The Personal Injuries Assessment Board’s average award last year dropped by 42 per cent in the wake of new guidelines slashing awards for minor personal injuries entering into force and fuelling calls for cheaper insurance.
Almost half – 49 per cent – of awards were under €10,000, compared to just 12 per cent of awards in 2020. The overall average general damages award across the motor, employer and public liability claims was €11,583, a drop of 47 per cent on the €21,850 average in 2020.
The PIAB report concerns 4,731 claims assessed by it between April 24th, 2021 – when the guidelines came into effect after being approved by a majority of the Judicial Council – and December 31st, 2021.
The number of claims has fallen 31 per cent since 2019, when PIAB received 31,078 applications, to 21,410 last year but much of that decline is attributed to the impact of the Covid-19 pandemic.
Irish motor insurers last year enjoyed their highest level of profitability since at least 2009 – as the level of road accidents and claims declined during Covid-19 restrictions, according to a Central Bank of Ireland report – reaping profits equaling 12 per cent of total income.
In an interview with The Irish Times, Rosalind Carroll, chief executive of the PIAB, said the guidelines had had an "immediate and colossal" impact on awards.
“The talk about an insurance reform agenda has been going on for about 20 years but this is the first time I would say there has been a significant change in the sector,” she told The Irish Times. “Even though it was talked about for so long, there was an element of ‘No’, even when our first numbers came out after the guidelines.

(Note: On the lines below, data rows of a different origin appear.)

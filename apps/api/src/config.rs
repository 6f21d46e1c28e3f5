use anyhow::{Context, Result};

/// Application configuration loaded from environment variables.
/// Fails startup if required variables are missing.
#[derive(Debug, Clone)]
pub struct Config {
    pub groq_api_key: String,
    pub storage_file: String,
    pub service_account_file: String,
    pub institute_name: String,
    pub port: u16,
    pub rust_log: String,
}

impl Config {
    pub fn from_env() -> Result<Self> {
        dotenvy::dotenv().ok(); // load .env if present; ignore if missing

        Ok(Config {
            groq_api_key: require_env("GROQ_API_KEY")?,
            storage_file: std::env::var("STORAGE_FILE")
                .unwrap_or_else(|_| "complaints_store.json".to_string()),
            service_account_file: std::env::var("SERVICE_ACCOUNT_FILE")
                .unwrap_or_else(|_| "service_account.json".to_string()),
            institute_name: std::env::var("INSTITUTE_NAME")
                .unwrap_or_else(|_| "IIIT Nagpur".to_string()),
            port: std::env::var("PORT")
                .unwrap_or_else(|_| "5000".to_string())
                .parse::<u16>()
                .context("PORT must be a valid port number")?,
            rust_log: std::env::var("RUST_LOG").unwrap_or_else(|_| "info".to_string()),
        })
    }
}

fn require_env(key: &str) -> Result<String> {
    std::env::var(key).with_context(|| format!("Required environment variable '{key}' is not set"))
}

We sent out one of our first letters to a solicitor representing a claimant and they thought it was a typo.”
The guidelines have effected a “recalibration” of awards in line with international norms as well as the intended certainty and consistency of awards, as reflected in the 42 per cent overall drop in award values mainly for minor injuries, she said.
However, the acceptance rate for PIAB awards last year fell to just 37 per cent from a 51 per cent acceptance rate in 2020, mostly because claimants, rather than insurers, rejected the awards, believing they could do better in court.
Some claimants may have been advised they would get near the old higher award, but they needed to be sure that they had taken all factors into account, including age and employment, she said. “People’s mindsets will need to change, there is a readjustment period for them.”
Only a small percentage of personal injury cases are actually decided by the courts, as the vast bulk settle after litigation is initiated but before any court hearing. Because most cases currently before the courts were initiated prior to the guidelines, it will take perhaps two more years before their impact is clear but already they are widely regarded among affected parties as a “gamechanger”.
Last November, Insurance Ireland, the insurers’ lobby group, said premiums for motorists had fallen by 24 per cent between December 2017 and October 2021, but high legal costs remained a concern because, so far, cases are being settled at the PIAB.